Here’s how it works according to my understanding:
Chemo meds are used in four cycles to destroy cancer cells in the bone marrow. I take a pill of Revlimid daily, an injection of Velcade twice weekly and steroids four days weekly. After four cycles (two weeks medicated, one not), The doctors confer to see if enough cycling of cancer-killing has occurred for the stem cell transplant to occur. The harvesting of the stem cells is completed out-patient at Emory. This will be frozen, stored and await transplant back into my deleted bone marrow. The transplant recolonizes the long bones with fresh, cancer-free bone marrow. This is an autologous transplant (from a self donor). During this time, my auto-immune system will be compromised to the point where I have to stay about two weeks in hospital at Emory.
Expected outcome: 80-90% of patients experience remission for three to five years..some more…
The transplant can be repeated if myeloma levels increase again. That’s tremendous gains in the survivability of this disease. The transplant coordinator says that it is fast becoming treated as a chronic, not automatically terminal illness. Advances in treatment have become heartening!
When I started this treatment Monday, December 17, Dr. R cheered me with a wonderful exclamation, “the treatment is going to work like a charm on the myeloma!” Resting at home, I told Mary that I felt a burning sensation in my right shoulder blade. Not missing a beat, Mary said, “that’s the Velcade killing cancer cells! (Mary, my healthcare warrior!) At bedtime, when administering the Revlimid again, she told me, “let’s kill some more cancer cells. (Dr. Mary “Rambo” Green, that time.)
I have not experienced nausea yet. My appetite is good. And, I’m trusting in God’s Will and Providence.
I’m still on two legs without support except in crowds that rush around. I went back to the gym Tuesday. Life is good!
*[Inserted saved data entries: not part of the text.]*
//! Net storage and the two-phase settle step.
//!
//! A net is a single simulated wire. Writes are two-phase: `put` records a
//! pending value, and nothing is visible to readers until the next settle,
//! which commits every pending write simultaneously. This is what makes a
//! multi-signal update (valid plus address plus attributes) atomic from the
//! point of view of every other process.

use crate::common::SimError;

/// Handle to a net registered with the kernel.
///
/// Only the kernel creates these, so an id always indexes a live net.
#[derive(Debug, Clone, Copy, PartialEq, Eq, Hash)]
pub struct NetId(pub(crate) usize);

/// A value change committed by a settle step.
#[derive(Debug, Clone, Copy)]
pub struct Edge {
    /// The net that changed.
    pub net: NetId,
    /// `true` for a 0→1 transition, `false` for 1→0.
    pub rising: bool,
}

struct Net {
    name: String,
    width: u32,
    value: u64,
    /// Snapshot of `value` taken going into the most recent settle.
    prev: u64,
    pending: Option<u64>,
}

fn width_mask(width: u32) -> u64 {
    if width >= 64 {
        u64::MAX
    } else {
        (1u64 << width) - 1
    }
}

/// Table of all nets in a simulation.
pub(crate) struct NetTable {
    nets: Vec<Net>,
}

impl NetTable {
    pub(crate) fn new() -> Self {
        Self { nets: Vec::new() }
    }

    /// Registers a net. Values start at zero; the X state is not modeled.
    pub(crate) fn add(&mut self, name: &str, width: u32) -> Result<NetId, SimError> {
        if width == 0 || width > 64 {
            return Err(SimError::InvalidWidth {
                field: "net",
                width,
            });
        }
        if self.nets.iter().any(|n| n.name == name) {
            return Err(SimError::DuplicateNet(name.to_string()));
        }
        self.nets.push(Net {
            name: name.to_string(),
            width,
            value: 0,
            prev: 0,
            pending: None,
        });
        Ok(NetId(self.nets.len() - 1))
    }

    /// Schedules a value change, masked to the net's width.
    ///
    /// The change becomes visible at the next settle. A second `put` to the
    /// same net within one step overwrites the first; each net is expected
    /// to have a single writer process.
    pub(crate) fn put(&mut self, id: NetId, value: u64) {
        let net = &mut self.nets[id.0];
        net.pending = Some(value & width_mask(net.width));
    }

    /// Current committed value.
    pub(crate) fn value(&self, id: NetId) -> u64 {
        self.nets[id.0].value
    }

    /// Value the net held going into the most recent settle.
    ///
    /// Sampling this at an edge avoids racing writes committed by the same
    /// settle that produced the edge.
    pub(crate) fn prev(&self, id: NetId) -> u64 {
        self.nets[id.0].prev
    }

    pub(crate) fn name(&self, id: NetId) -> &str {
        &self.nets[id.0].name
    }

    /// Commits all pending writes at once and reports the edges produced.
    ///
    /// `prev` is snapshotted for every net, changed or not, so "the value
    /// held going into this settle" is well defined across the board.
    pub(crate) fn settle(&mut self) -> Vec<Edge> {
        let mut edges = Vec::new();
        for (idx, net) in self.nets.iter_mut().enumerate() {
            net.prev = net.value;
            if let Some(next) = net.pending.take() {
                if next != net.value {
                    let was = net.value;
                    net.value = next;
                    // Edge direction only matters for 1-bit nets, but a
                    // multi-bit change still reports one event.
                    edges.push(Edge {
                        net: NetId(idx),
                        rising: was == 0 && next != 0,
                    });
                }
            }
        }
        edges
    }
}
Go back and read my last year’s blog on “Christmas Gift.” Imagine me symbolically showing up on your doorstep with baked goods and a warm, “Christmas Gift 2012!” shouted greeting. This year it would resound loud, clear, and with hope!
Thank you friends, family, and medical heroes for reading my ramblings. Much love to you this Christmas Season.
December 20, 2012
2 thoughts on ““Christmas Gift 2012!””
My thoughts and prayers are with you and your family. You have so many friends who care about you.
Thanks, Miss Pam. I appreciate that! Merry Christmas!